Rocket.Chat on AlmaLinux 10: Docker or Bust?

The “Easy” Install is a Lie

I have a confession. Last Tuesday, I spent three hours debugging a Snap package that decided to auto-update and break its own permissions. It wasn’t even a complex setup—just a standard chat server for a dev team. But that’s the thing about “easy” deployment methods like Snaps or one-line install scripts: they work perfectly until the exact moment you need to sleep.

So when I spun up a fresh AlmaLinux 10 instance this morning to deploy Rocket.Chat, I looked at the documentation suggesting the Snap method and laughed. No thanks.

If you’re running Enterprise Linux—whether it’s RHEL, Alma, or Rocky—you’re probably doing it because you want stability. You want control. Smashing a black-box container manager like Snapd on top of a pristine EL10 system feels wrong. It’s like putting ketchup on a wagyu steak.

Today, I’m walking through how I actually deploy this stuff in production. No magic scripts. Just Docker, a bit of Nginx, and enough SELinux configuration to keep security happy without making me cry.

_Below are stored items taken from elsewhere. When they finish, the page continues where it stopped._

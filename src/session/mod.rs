//! Page-level session context
//!
//! Owns at most one running game and at most one tournament. Starting a game
//! always tears down the previous one first, so a stale match can never keep
//! receiving frames or key events. The session is driven synchronously by
//! the frame loop; anything that must reach the server comes back out of
//! [`Session::frame`] as [`Outbound`] values.

pub mod outbox;
pub mod setup;

use rand::{Rng, SeedableRng};
use rand_pcg::Pcg32;

pub use outbox::{Outbound, deliver_all};

use crate::api::{Credential, MatchId, MatchResultReport, Participant, PlayerIdentity};
use crate::clock::FrameClock;
use crate::consts::TOURNAMENT_PING_MS;
use crate::error::{SetupError, TournamentError};
use crate::renderer::{
    Color, Surface, draw_panel, draw_pong, draw_tetris, pong_view, tetris_view,
};
use crate::settings::Settings;
use crate::sim::{
    AiController, KeyboardController, PaddleController, PongMatch, TetrisBoard, TetrisGame,
};
use crate::tournament::{Advance, Player, Recorded, Tournament, TournamentStatus};

/// Several tetris boards sharing one keyboard
pub struct TetrisTable {
    boards: Vec<TetrisBoard>,
    match_id: String,
    ranked: bool,
    is_tournament: bool,
    finished: bool,
}

impl TetrisTable {
    pub fn boards(&self) -> &[TetrisBoard] {
        &self.boards
    }

    pub fn match_id(&self) -> &str {
        &self.match_id
    }

    pub fn all_over(&self) -> bool {
        self.boards.iter().all(|b| b.game.phase().is_over())
    }

    pub fn is_finished(&self) -> bool {
        self.finished
    }

    fn key_down(&mut self, key: &str, now_ms: f64) -> bool {
        let mut handled = false;
        for board in &mut self.boards {
            handled |= board.key_down(key, now_ms);
        }
        handled
    }

    fn key_up(&mut self, key: &str) -> bool {
        let mut handled = false;
        for board in &mut self.boards {
            handled |= board.key_up(key);
        }
        handled
    }

    fn update(&mut self, now_ms: f64) {
        for board in &mut self.boards {
            board.update(now_ms);
        }
    }

    /// Finalize every board once all are over. Returns the summaries to
    /// submit, exactly once.
    fn finish(&mut self) -> Option<Vec<Outbound>> {
        if self.finished || !self.all_over() {
            return None;
        }
        self.finished = true;
        for board in &mut self.boards {
            board.game.finalize();
        }
        log::info!("Tetris match {} finished", self.match_id);

        let summaries = self
            .boards
            .iter()
            .filter_map(|b| {
                let credential = b.seat.credential.clone()?;
                let summary = b.game.summary(&self.match_id, self.ranked, self.is_tournament);
                Some(Outbound::Summary {
                    credential,
                    summary,
                })
            })
            .collect();
        Some(summaries)
    }

    /// (name, score), best first. Ties keep seating order.
    pub fn scoreboard(&self) -> Vec<(String, u64)> {
        let mut rows: Vec<(String, u64)> = self
            .boards
            .iter()
            .map(|b| (b.seat.identity.label().to_string(), b.game.score()))
            .collect();
        rows.sort_by(|a, b| b.1.cmp(&a.1));
        rows
    }

    /// Highest score; the first-seated player wins a tie
    pub fn leader(&self) -> Option<&Participant> {
        let mut best: Option<&TetrisBoard> = None;
        for board in &self.boards {
            if best.is_none_or(|b| board.game.score() > b.game.score()) {
                best = Some(board);
            }
        }
        best.map(|b| &b.seat)
    }

    fn teardown(&mut self) {
        for board in &mut self.boards {
            board.teardown();
        }
    }
}

/// The game currently on screen
pub enum ActiveGame {
    Pong(PongMatch),
    Tetris(TetrisTable),
}

impl ActiveGame {
    pub fn is_over(&self) -> bool {
        match self {
            ActiveGame::Pong(m) => m.phase().is_over(),
            ActiveGame::Tetris(t) => t.all_over(),
        }
    }

    fn teardown(&mut self) {
        match self {
            ActiveGame::Pong(m) => m.teardown(),
            ActiveGame::Tetris(t) => t.teardown(),
        }
    }
}

#[derive(Debug, Clone, Copy, PartialEq, Eq)]
pub enum TournamentGame {
    Pong,
    Tetris,
}

#[derive(Debug, Clone, Copy)]
struct LiveMatch {
    id: MatchId,
    next_ping_ms: f64,
}

pub struct TournamentRun {
    bracket: Tournament,
    game: TournamentGame,
    /// Host credential used for keep-alive pings
    host: Credential,
    live: Option<LiveMatch>,
}

impl TournamentRun {
    pub fn bracket(&self) -> &Tournament {
        &self.bracket
    }

    pub fn game(&self) -> TournamentGame {
        self.game
    }

    pub fn live_match(&self) -> Option<MatchId> {
        self.live.map(|l| l.id)
    }
}

/// Seats of a casual pong match, kept so it can be replayed
#[derive(Debug, Clone)]
enum PongSeats {
    Solo(Participant),
    Versus(Participant, Participant),
}

fn seat_for(player: &Player) -> Participant {
    Participant {
        identity: PlayerIdentity::new(player.username.clone()),
        credential: player.credential.clone(),
    }
}

pub struct Session {
    settings: Settings,
    clock: FrameClock,
    current: Option<ActiveGame>,
    tournament: Option<TournamentRun>,
    /// Set while the current game is a casual pong match
    rematch: Option<PongSeats>,
    seeds: Pcg32,
}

Why Docker Wins (Even in 2026)

I used to be a “compile from source” purist. I really did. There was something satisfying about extracting a tarball, setting up the systemd service manually, and knowing exactly where every binary lived. But Rocket.Chat—and modern Node.js apps in general—have dependencies that are just painful to manage manually on an Enterprise OS.

Node versions drift. MongoDB versions drift. Trying to match the exact Node.js version Rocket.Chat needs with what’s available in the AlmaLinux 10 AppStream is a losing battle. You’ll end up compiling Node from source, and nobody has time for that.

So, we use Docker. It isolates the chaos.

The Setup

First off, get the basics ready. If you’re on a fresh minimal install of AlmaLinux 10, you probably don’t even have tar installed (okay, maybe you do, but I’ve seen minimal images that are too minimal).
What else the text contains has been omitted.